►

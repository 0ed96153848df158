use std::fmt::Write as _;

use bitcalc_model::{BitWidth, CalculationTrace, Operation, StepExplanation, StepKind};

use super::{operands_step, overflow_note};
use crate::encoder::{bit, pattern, render_bits, to_binary};

/// Explains `a * b` with the shift-and-add method.
///
/// Partial products are taken from the `width`-bit pattern of `b` and shown
/// in twice the width, since a product can need up to `2 * width` bits.
pub(super) fn explain(a: i64, b: i64, width: BitWidth) -> CalculationTrace {
    let result = i128::from(a) * i128::from(b);
    let double = width.bits() * 2;
    let b_bits = to_binary(b, width);

    let mut steps = vec![
        operands_step(a, b, width),
        StepExplanation::new(
            StepKind::Method,
            "Shift and add",
            format!(
                "For every 1 bit in the multiplier {b_bits}, shift the multiplicand {a} left \
                 by that bit's position and add the shifted copies together. Partial \
                 products are written in {double} bits because a product can need twice \
                 the operand width."
            ),
        ),
    ];

    let mut partials = Vec::new();
    for position in (0..width.bits()).filter(|&position| bit(b, position) == 1) {
        let partial = i128::from(a) << position;
        steps.push(
            StepExplanation::new(
                StepKind::PartialProduct { bit: position },
                format!("Partial product for bit {position}"),
                format!("Bit {position} of the multiplier is 1, so add {a} << {position} = {partial}."),
            )
            .with_binary(render_bits(partial, double)),
        );
        partials.push(partial);
    }

    let partial_sum: i128 = partials.iter().sum();
    let mut summary = if partials.is_empty() {
        "The multiplier has no 1 bits, so there is nothing to add.".to_string()
    } else {
        let terms: Vec<String> = partials.iter().map(ToString::to_string).collect();
        format!("{} = {partial_sum}.", terms.join(" + "))
    };
    if partial_sum != result {
        let _ = write!(
            summary,
            " The multiplier's {width} pattern stands for {}, so the sum matches {result} \
             only in the low {} bits.",
            pattern(b, width),
            width.bits()
        );
    }
    summary.push(' ');
    summary.push_str(&overflow_note(result, width));

    let result_bits = render_bits(result, double);
    steps.push(
        StepExplanation::new(StepKind::Result, "Sum of partial products", summary)
            .with_binary(result_bits.clone())
            .with_result(format!("{a} × {b} = {result} (binary {result_bits})")),
    );

    CalculationTrace {
        operation: Operation::Multiply,
        width,
        operand_a: a,
        operand_b: b,
        result,
        remainder: None,
        binary_result: result_bits,
        overflow: !width.fits(result),
        steps,
        bit_level: None,
    }
}
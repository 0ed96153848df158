use bitcalc_model::{BitRule, BitWidth, CalculationTrace, Operation, StepExplanation, StepKind};

use super::{operands_step, overflow_note};
use crate::encoder::to_binary;
use crate::narrator::narrate_bitwise;

/// Static description of one logical operator.
pub(super) struct LogicRule {
    operation: Operation,
    rule: BitRule,
    apply: fn(i64, i64) -> i64,
    statement: &'static str,
    truth_table: &'static str,
}

pub(super) const AND: LogicRule = LogicRule {
    operation: Operation::And,
    rule: BitRule::And,
    apply: |a, b| a & b,
    statement: "A result bit is 1 only when both input bits are 1 (1 AND 1 = 1); \
                every other combination gives 0.",
    truth_table: "0 AND 0 = 0\n0 AND 1 = 0\n1 AND 0 = 0\n1 AND 1 = 1",
};

pub(super) const OR: LogicRule = LogicRule {
    operation: Operation::Or,
    rule: BitRule::Or,
    apply: |a, b| a | b,
    statement: "A result bit is 0 only when both input bits are 0 (0 OR 0 = 0); \
                every other combination gives 1.",
    truth_table: "0 OR 0 = 0\n0 OR 1 = 1\n1 OR 0 = 1\n1 OR 1 = 1",
};

pub(super) const XOR: LogicRule = LogicRule {
    operation: Operation::Xor,
    rule: BitRule::Xor,
    apply: |a, b| a ^ b,
    statement: "A result bit is 1 when the input bits differ and 0 when they are the same.",
    truth_table: "0 XOR 0 = 0\n0 XOR 1 = 1\n1 XOR 0 = 1\n1 XOR 1 = 0",
};

pub(super) fn explain(logic: &LogicRule, a: i64, b: i64, width: BitWidth) -> CalculationTrace {
    let result = i128::from((logic.apply)(a, b));
    let symbol = logic.operation.symbol();
    let result_bits = to_binary(result, width);

    let steps = vec![
        operands_step(a, b, width),
        StepExplanation::new(
            StepKind::Rules,
            format!("Apply the {symbol} rule to each bit"),
            logic.statement,
        )
        .with_binary(logic.truth_table),
        StepExplanation::new(StepKind::Result, "Result", overflow_note(result, width))
            .with_binary(format!(
                "{:>pad$} {}\n{symbol} {}\n{:>pad$} {result_bits}",
                "",
                to_binary(a, width),
                to_binary(b, width),
                "=",
                pad = symbol.len()
            ))
            .with_result(format!("{a} {symbol} {b} = {result} (binary {result_bits})")),
    ];

    CalculationTrace {
        operation: logic.operation,
        width,
        operand_a: a,
        operand_b: b,
        result,
        remainder: None,
        binary_result: result_bits,
        overflow: !width.fits(result),
        steps,
        bit_level: Some(narrate_bitwise(logic.rule, a, b, width)),
    }
}
//! bitcalc: step-by-step explainer for fixed-width integer arithmetic.

use bitcalc_cli::logging::{LogConfig, LogFormat, init_logging};
use clap::{ColorChoice, Parser};
use std::io::{self, IsTerminal};
use tracing::level_filters::LevelFilter;

mod cli;
mod commands;

use crate::cli::{Cli, Command, LogFormatArg, LogLevelArg};
use crate::commands::{run_calc, run_convert, run_explain, run_operations};

fn main() {
    let cli = Cli::parse();
    cli.color.write_global();
    let log_config = log_config_from_cli(&cli);
    if let Err(error) = init_logging(&log_config) {
        eprintln!("error: failed to initialize logging: {error}");
        std::process::exit(1);
    }
    let outcome = match &cli.command {
        Command::Explain(args) => run_explain(args),
        Command::Convert(args) => run_convert(args),
        Command::Calc(args) => run_calc(args),
        Command::Operations => run_operations(),
    };
    let exit_code = match outcome {
        Ok(()) => 0,
        Err(error) => {
            eprintln!("error: {error:#}");
            1
        }
    };
    std::process::exit(exit_code);
}

/// Build logging configuration from CLI flags with consistent precedence.
fn log_config_from_cli(cli: &Cli) -> LogConfig {
    let level_filter = match cli.log_level {
        Some(LogLevelArg::Error) => LevelFilter::ERROR,
        Some(LogLevelArg::Warn) => LevelFilter::WARN,
        Some(LogLevelArg::Info) => LevelFilter::INFO,
        Some(LogLevelArg::Debug) => LevelFilter::DEBUG,
        Some(LogLevelArg::Trace) => LevelFilter::TRACE,
        None => cli.verbosity.tracing_level_filter(),
    };
    let format = match cli.log_format {
        LogFormatArg::Pretty => LogFormat::Pretty,
        LogFormatArg::Compact => LogFormat::Compact,
        LogFormatArg::Json => LogFormat::Json,
    };
    let with_ansi = match cli.color.color {
        ColorChoice::Always => true,
        ColorChoice::Never => false,
        ColorChoice::Auto => cli.log_file.is_none() && io::stderr().is_terminal(),
    };
    LogConfig::default()
        .with_level_filter(level_filter)
        .with_env_filter(!(cli.verbosity.is_present() || cli.log_level.is_some()))
        .with_format(format)
        .with_ansi(with_ansi)
        .with_log_file(cli.log_file.clone())
}
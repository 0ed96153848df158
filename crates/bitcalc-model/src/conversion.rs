use serde::{Deserialize, Serialize};

use crate::enums::{BitWidth, BitwiseOp, Radix};

/// One integer rendered in every supported radix.
#[derive(Debug, Clone, PartialEq, Eq, Serialize, Deserialize)]
pub struct Conversions {
    pub binary: String,
    pub octal: String,
    pub decimal: String,
    pub hex: String,
}

impl Conversions {
    /// Returns the rendering for `radix`.
    pub fn get(&self, radix: Radix) -> &str {
        match radix {
            Radix::Binary => &self.binary,
            Radix::Octal => &self.octal,
            Radix::Decimal => &self.decimal,
            Radix::Hex => &self.hex,
        }
    }
}

/// Outcome of the plain bitwise calculator.
#[derive(Debug, Clone, PartialEq, Eq, Serialize, Deserialize)]
pub struct Calculation {
    pub op: BitwiseOp,
    pub width: BitWidth,
    pub operand_a: i64,
    #[serde(default, skip_serializing_if = "Option::is_none")]
    pub operand_b: Option<i64>,
    /// Result bit pattern read as an unsigned `width`-bit integer.
    pub unsigned: u64,
    /// Result bit pattern read as a signed `width`-bit integer.
    pub signed: i64,
    /// Zero-padded `width`-bit pattern.
    pub binary: String,
    /// Renderings of the unsigned value.
    pub conversions: Conversions,
}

◄

PROMPT:
Your output should be the listing's lines, exact and complete, from its first line to the line that contains "let double = width.bits() * 2;", inclusive.

TASK RESULT:
repository 0ed96153848df158
use std::fmt::Write as _;

use bitcalc_model::{BitWidth, CalculationTrace, Operation, StepExplanation, StepKind};

use super::{operands_step, overflow_note};
use crate::encoder::{bit, pattern, render_bits, to_binary};

/// Explains `a * b` with the shift-and-add method.
///
/// Partial products are taken from the `width`-bit pattern of `b` and shown
/// in twice the width, since a product can need up to `2 * width` bits.
pub(super) fn explain(a: i64, b: i64, width: BitWidth) -> CalculationTrace {
    let result = i128::from(a) * i128::from(b);
    let double = width.bits() * 2;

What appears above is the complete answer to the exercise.